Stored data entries

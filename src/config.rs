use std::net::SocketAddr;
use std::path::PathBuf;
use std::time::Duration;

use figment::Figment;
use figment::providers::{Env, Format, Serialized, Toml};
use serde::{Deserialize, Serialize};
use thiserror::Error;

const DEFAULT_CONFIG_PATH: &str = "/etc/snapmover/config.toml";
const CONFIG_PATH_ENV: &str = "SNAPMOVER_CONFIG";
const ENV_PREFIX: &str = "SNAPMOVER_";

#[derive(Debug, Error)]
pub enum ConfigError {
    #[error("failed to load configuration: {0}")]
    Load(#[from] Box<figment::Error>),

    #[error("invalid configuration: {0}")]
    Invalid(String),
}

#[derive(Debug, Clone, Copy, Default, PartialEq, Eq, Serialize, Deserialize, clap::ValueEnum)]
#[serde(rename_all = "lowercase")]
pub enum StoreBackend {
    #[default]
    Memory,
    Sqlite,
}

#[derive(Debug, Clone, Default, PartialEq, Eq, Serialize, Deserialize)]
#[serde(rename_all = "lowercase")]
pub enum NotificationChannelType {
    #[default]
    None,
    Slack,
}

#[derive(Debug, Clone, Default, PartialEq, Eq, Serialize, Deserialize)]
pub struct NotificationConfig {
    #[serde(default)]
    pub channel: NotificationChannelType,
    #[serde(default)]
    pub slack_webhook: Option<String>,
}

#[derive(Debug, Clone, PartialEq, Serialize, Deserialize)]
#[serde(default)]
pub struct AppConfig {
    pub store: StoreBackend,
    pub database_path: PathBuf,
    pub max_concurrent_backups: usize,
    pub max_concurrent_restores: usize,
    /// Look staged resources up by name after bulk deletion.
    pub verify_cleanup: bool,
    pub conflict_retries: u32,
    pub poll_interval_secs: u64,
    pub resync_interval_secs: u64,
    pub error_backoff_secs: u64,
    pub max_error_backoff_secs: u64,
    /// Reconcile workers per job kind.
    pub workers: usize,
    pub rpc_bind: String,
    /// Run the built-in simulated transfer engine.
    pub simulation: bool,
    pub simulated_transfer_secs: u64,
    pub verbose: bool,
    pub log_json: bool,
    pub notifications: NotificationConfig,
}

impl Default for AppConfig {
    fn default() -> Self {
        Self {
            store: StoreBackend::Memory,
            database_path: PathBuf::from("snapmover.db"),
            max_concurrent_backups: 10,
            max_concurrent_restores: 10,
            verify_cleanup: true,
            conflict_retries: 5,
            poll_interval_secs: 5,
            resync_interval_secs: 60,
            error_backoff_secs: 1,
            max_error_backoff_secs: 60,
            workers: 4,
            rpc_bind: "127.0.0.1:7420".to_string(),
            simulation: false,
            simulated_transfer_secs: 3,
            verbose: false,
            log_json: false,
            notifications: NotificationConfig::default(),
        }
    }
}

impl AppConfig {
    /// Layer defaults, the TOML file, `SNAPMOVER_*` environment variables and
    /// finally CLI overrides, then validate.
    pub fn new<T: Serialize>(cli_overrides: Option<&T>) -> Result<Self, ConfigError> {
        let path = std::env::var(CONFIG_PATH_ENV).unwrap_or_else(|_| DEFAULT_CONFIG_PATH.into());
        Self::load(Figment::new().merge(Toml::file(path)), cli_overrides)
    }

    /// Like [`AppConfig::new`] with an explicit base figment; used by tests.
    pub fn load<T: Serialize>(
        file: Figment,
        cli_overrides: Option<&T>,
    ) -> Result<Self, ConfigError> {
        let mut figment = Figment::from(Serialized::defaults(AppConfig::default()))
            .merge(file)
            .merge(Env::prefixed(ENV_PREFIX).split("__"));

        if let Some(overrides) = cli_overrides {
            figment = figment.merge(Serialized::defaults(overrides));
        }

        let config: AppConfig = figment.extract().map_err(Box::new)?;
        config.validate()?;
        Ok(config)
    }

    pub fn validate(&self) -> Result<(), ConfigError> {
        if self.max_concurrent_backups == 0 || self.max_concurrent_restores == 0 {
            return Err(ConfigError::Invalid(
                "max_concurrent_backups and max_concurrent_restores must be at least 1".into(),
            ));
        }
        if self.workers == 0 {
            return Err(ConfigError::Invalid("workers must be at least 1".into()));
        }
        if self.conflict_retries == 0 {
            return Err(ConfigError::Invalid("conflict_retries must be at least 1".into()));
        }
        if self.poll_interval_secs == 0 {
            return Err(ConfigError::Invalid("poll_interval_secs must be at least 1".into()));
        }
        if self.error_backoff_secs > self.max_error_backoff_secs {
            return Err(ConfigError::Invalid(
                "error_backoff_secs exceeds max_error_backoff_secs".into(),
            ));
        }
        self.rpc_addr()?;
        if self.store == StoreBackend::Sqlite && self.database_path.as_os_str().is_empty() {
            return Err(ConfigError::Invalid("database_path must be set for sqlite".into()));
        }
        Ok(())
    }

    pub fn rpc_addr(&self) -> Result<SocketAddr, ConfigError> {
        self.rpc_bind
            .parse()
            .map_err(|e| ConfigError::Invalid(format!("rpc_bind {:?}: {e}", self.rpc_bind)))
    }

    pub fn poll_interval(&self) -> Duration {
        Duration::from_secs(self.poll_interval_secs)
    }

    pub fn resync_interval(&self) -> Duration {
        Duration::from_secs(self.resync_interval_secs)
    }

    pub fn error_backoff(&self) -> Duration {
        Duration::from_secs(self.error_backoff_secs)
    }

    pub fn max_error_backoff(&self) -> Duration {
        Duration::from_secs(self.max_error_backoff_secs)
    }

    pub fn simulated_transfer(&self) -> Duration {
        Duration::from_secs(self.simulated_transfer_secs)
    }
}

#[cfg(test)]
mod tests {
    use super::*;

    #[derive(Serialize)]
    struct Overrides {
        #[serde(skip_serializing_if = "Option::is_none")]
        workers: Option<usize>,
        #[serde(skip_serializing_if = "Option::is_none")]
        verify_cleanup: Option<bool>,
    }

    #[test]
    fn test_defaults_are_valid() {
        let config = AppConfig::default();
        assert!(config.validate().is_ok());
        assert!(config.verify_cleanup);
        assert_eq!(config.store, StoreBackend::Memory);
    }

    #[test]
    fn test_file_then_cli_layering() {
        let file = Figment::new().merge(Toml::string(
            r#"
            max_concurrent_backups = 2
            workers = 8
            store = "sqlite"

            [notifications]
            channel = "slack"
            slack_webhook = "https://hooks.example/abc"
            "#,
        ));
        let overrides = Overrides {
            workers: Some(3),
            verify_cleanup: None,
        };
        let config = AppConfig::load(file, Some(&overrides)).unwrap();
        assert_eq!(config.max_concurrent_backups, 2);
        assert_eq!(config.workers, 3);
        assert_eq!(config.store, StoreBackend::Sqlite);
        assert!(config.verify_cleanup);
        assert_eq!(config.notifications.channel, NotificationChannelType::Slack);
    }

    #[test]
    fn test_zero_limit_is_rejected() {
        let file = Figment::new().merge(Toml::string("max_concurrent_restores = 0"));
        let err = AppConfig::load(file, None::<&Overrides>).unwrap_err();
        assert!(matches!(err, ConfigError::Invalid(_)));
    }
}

§ **Exercise**: Count each line above where the word "Deserialize" appears, and answer with nothing except that count.

§ **Reply**: 5